WORK TO BE COMPLETED. Below are the records. Retype exactly the lines between the lines holding "by this process." and "pub use pull_requests::PgPullRequestRepository;", inclusive.

Stored items:
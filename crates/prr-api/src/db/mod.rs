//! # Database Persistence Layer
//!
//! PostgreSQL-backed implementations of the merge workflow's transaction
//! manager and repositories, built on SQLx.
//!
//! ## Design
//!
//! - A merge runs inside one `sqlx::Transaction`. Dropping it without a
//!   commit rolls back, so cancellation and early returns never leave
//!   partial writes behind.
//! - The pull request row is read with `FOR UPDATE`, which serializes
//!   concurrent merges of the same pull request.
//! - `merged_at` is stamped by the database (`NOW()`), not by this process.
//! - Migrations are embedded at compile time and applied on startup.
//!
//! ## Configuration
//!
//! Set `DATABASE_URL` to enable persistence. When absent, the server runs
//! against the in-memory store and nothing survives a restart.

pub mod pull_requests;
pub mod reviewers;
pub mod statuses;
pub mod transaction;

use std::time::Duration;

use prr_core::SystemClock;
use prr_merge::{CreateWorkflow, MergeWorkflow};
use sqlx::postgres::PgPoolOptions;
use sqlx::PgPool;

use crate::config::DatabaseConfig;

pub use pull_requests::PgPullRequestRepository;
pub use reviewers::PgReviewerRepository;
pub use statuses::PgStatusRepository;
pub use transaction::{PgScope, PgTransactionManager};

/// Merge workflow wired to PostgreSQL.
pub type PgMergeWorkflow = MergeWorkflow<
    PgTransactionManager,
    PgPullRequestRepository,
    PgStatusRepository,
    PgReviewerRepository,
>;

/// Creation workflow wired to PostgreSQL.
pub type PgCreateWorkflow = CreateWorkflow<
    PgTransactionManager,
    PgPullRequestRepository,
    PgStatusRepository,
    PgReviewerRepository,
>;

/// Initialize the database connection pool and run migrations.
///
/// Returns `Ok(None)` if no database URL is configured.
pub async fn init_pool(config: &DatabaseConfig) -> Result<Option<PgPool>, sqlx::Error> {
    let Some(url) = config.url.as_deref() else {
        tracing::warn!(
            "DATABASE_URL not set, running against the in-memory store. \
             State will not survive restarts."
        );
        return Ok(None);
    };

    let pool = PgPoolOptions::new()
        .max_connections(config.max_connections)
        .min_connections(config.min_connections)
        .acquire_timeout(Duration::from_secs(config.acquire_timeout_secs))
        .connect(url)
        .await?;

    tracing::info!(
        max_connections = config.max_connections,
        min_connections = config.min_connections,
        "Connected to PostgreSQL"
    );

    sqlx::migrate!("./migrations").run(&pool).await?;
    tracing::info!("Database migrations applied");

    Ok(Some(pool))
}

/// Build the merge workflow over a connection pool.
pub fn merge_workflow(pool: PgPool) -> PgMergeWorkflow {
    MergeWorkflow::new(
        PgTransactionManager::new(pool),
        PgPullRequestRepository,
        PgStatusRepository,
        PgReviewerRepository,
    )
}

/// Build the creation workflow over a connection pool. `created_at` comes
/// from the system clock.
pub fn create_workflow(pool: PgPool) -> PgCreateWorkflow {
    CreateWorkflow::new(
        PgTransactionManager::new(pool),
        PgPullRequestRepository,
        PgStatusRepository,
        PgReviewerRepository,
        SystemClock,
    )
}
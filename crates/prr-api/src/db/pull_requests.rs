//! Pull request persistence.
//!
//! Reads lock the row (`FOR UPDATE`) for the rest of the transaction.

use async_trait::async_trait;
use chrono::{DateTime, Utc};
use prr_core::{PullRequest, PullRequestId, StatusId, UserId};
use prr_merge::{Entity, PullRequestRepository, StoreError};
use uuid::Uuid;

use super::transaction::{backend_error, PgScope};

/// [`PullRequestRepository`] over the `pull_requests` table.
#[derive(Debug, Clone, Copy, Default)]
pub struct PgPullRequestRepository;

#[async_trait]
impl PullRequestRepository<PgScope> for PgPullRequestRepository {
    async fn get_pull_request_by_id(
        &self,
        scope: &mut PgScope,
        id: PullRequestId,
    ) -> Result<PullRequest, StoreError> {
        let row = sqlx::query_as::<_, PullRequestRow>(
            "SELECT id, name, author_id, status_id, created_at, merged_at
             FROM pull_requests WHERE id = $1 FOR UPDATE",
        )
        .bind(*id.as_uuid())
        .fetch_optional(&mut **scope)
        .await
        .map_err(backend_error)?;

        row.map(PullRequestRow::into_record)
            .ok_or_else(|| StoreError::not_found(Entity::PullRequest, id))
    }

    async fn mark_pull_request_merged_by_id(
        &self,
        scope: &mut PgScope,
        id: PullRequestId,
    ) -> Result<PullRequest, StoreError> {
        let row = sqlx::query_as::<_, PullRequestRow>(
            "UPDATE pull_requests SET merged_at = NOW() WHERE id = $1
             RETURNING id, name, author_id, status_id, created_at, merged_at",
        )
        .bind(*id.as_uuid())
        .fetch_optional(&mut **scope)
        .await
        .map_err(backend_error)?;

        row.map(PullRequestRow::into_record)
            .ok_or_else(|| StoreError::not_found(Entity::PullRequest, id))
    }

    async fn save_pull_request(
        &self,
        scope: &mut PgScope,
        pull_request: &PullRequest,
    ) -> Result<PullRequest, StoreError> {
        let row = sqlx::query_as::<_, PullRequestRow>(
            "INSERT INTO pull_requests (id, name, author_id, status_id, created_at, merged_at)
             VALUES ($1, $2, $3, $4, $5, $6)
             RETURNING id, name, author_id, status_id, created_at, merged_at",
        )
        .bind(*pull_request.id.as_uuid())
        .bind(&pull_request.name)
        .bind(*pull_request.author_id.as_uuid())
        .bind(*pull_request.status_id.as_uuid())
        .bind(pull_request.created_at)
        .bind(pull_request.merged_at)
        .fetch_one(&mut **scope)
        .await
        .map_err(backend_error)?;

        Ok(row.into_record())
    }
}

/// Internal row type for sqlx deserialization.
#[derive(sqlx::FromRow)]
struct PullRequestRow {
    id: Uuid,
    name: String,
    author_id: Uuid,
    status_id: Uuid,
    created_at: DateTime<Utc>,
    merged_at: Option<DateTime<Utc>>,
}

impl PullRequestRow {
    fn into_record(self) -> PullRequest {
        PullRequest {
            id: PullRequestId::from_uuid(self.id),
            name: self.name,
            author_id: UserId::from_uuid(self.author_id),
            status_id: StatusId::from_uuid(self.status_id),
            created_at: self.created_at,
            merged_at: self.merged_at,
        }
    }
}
--
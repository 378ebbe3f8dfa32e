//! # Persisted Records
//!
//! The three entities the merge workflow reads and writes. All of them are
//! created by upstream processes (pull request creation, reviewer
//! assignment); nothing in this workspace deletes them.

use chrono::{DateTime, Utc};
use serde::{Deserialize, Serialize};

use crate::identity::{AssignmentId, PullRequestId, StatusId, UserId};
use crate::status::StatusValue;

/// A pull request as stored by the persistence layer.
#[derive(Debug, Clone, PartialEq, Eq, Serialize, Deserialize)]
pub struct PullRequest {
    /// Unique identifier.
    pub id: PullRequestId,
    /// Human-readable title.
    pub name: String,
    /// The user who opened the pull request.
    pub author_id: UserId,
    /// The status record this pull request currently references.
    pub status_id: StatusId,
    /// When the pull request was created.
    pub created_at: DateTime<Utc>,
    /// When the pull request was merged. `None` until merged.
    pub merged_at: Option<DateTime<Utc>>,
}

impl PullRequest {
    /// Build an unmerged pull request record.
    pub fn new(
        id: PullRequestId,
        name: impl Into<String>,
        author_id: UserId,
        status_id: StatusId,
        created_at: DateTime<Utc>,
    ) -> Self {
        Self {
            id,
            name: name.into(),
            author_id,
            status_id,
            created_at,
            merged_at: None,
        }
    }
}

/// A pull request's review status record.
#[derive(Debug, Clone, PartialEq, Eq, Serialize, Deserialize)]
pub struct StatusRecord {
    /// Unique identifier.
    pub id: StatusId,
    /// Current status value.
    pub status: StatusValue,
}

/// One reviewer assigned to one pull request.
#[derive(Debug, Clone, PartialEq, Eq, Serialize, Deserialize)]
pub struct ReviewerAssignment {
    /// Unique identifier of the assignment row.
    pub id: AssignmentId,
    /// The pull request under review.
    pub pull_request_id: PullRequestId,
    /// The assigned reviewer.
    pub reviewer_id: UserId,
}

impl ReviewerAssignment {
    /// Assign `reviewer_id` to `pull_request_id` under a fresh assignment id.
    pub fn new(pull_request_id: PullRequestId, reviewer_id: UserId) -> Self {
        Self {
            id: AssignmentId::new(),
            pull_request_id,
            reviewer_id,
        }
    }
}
* * *
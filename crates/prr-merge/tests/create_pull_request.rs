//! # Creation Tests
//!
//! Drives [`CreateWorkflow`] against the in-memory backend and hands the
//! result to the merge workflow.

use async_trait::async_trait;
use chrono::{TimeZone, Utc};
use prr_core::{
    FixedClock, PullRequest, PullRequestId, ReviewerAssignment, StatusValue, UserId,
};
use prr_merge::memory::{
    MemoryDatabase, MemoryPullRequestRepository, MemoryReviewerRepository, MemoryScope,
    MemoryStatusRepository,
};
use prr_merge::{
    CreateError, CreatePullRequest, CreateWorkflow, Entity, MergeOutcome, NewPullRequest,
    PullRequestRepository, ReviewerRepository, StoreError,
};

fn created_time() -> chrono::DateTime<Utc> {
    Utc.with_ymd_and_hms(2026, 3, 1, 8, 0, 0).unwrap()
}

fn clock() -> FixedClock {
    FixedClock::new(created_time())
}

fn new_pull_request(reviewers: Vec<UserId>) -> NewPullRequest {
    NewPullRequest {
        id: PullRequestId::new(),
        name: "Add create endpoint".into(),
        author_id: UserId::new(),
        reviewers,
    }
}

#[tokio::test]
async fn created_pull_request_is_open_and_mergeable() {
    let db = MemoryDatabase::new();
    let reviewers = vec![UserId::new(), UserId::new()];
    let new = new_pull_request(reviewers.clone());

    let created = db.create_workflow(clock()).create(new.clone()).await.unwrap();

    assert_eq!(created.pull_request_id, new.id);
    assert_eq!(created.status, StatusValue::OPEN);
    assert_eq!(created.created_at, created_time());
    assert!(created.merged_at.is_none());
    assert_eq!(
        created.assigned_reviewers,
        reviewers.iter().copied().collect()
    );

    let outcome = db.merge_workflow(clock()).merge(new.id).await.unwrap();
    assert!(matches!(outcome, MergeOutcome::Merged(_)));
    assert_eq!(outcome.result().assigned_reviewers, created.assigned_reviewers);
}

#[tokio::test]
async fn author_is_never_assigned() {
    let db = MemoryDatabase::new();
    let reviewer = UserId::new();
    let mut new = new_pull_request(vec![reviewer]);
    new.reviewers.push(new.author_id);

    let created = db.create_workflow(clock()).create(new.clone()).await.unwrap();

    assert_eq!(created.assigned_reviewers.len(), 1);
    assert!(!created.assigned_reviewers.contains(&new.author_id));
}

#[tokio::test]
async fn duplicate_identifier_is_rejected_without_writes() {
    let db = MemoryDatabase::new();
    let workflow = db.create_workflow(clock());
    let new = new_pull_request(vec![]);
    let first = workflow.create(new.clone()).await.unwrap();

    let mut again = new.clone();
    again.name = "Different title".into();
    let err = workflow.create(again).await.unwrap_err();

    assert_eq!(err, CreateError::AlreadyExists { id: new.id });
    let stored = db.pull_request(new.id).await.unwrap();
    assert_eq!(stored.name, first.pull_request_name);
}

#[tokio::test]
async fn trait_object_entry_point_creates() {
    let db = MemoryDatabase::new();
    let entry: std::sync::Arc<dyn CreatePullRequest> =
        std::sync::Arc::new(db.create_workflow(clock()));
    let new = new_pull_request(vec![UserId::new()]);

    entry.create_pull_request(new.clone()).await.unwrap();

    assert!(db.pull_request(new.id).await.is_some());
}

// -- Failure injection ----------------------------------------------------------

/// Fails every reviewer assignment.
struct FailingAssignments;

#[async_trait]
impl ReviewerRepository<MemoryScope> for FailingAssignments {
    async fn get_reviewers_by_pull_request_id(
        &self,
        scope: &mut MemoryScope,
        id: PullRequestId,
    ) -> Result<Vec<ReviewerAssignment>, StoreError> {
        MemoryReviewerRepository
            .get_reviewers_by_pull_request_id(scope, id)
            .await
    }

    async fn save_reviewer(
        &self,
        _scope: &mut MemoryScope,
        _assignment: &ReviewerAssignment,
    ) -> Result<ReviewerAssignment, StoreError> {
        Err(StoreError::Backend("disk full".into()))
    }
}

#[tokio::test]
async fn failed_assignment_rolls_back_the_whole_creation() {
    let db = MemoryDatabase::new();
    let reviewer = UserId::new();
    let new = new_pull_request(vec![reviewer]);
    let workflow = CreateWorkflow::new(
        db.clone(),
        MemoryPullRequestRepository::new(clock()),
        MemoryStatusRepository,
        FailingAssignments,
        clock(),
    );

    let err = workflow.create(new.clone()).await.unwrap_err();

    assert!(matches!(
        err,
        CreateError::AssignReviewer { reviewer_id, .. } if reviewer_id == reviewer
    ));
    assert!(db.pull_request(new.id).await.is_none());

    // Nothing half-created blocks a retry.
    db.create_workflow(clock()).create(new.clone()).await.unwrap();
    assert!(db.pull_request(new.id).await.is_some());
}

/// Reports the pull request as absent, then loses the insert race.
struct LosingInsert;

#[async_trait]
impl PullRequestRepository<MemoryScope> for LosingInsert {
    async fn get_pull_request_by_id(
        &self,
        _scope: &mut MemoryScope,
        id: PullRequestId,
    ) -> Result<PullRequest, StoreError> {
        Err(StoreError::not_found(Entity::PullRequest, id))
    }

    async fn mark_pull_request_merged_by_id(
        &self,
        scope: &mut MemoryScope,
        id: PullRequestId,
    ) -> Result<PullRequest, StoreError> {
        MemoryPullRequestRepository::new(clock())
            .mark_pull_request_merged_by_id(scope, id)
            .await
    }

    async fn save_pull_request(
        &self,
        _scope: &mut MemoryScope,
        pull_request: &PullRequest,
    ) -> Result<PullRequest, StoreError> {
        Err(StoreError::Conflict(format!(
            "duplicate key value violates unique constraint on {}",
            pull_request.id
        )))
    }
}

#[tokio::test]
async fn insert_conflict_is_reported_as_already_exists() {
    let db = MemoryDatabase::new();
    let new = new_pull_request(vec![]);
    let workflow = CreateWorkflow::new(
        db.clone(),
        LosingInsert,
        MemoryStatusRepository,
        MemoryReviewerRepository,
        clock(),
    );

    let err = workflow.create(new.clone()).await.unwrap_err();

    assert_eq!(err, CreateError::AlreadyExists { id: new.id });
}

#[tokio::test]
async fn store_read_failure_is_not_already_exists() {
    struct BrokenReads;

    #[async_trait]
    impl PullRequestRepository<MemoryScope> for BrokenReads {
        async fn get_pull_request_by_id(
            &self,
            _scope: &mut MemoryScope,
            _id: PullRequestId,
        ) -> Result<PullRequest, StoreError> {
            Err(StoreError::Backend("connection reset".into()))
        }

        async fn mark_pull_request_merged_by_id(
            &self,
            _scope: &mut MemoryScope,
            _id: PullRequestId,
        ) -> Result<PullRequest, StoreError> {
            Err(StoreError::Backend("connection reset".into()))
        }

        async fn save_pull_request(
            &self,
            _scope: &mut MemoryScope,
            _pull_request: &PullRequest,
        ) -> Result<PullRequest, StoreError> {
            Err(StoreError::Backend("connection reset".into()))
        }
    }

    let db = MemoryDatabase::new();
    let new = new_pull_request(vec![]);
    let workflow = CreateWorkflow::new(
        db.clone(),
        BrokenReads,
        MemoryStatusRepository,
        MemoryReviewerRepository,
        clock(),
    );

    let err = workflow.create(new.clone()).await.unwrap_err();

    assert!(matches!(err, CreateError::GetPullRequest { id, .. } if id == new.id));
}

TASK SOLUTION.
//! - `merged_at` is stamped by the database (`NOW()`), not by this process.
//! - Migrations are embedded at compile time and applied on startup.
//!
//! ## Configuration
//!
//! Set `DATABASE_URL` to enable persistence. When absent, the server runs
//! against the in-memory store and nothing survives a restart.

pub mod pull_requests;
pub mod reviewers;
pub mod statuses;
pub mod transaction;

use std::time::Duration;

use prr_core::SystemClock;
use prr_merge::{CreateWorkflow, MergeWorkflow};
use sqlx::postgres::PgPoolOptions;
use sqlx::PgPool;

use crate::config::DatabaseConfig;

pub use pull_requests::PgPullRequestRepository;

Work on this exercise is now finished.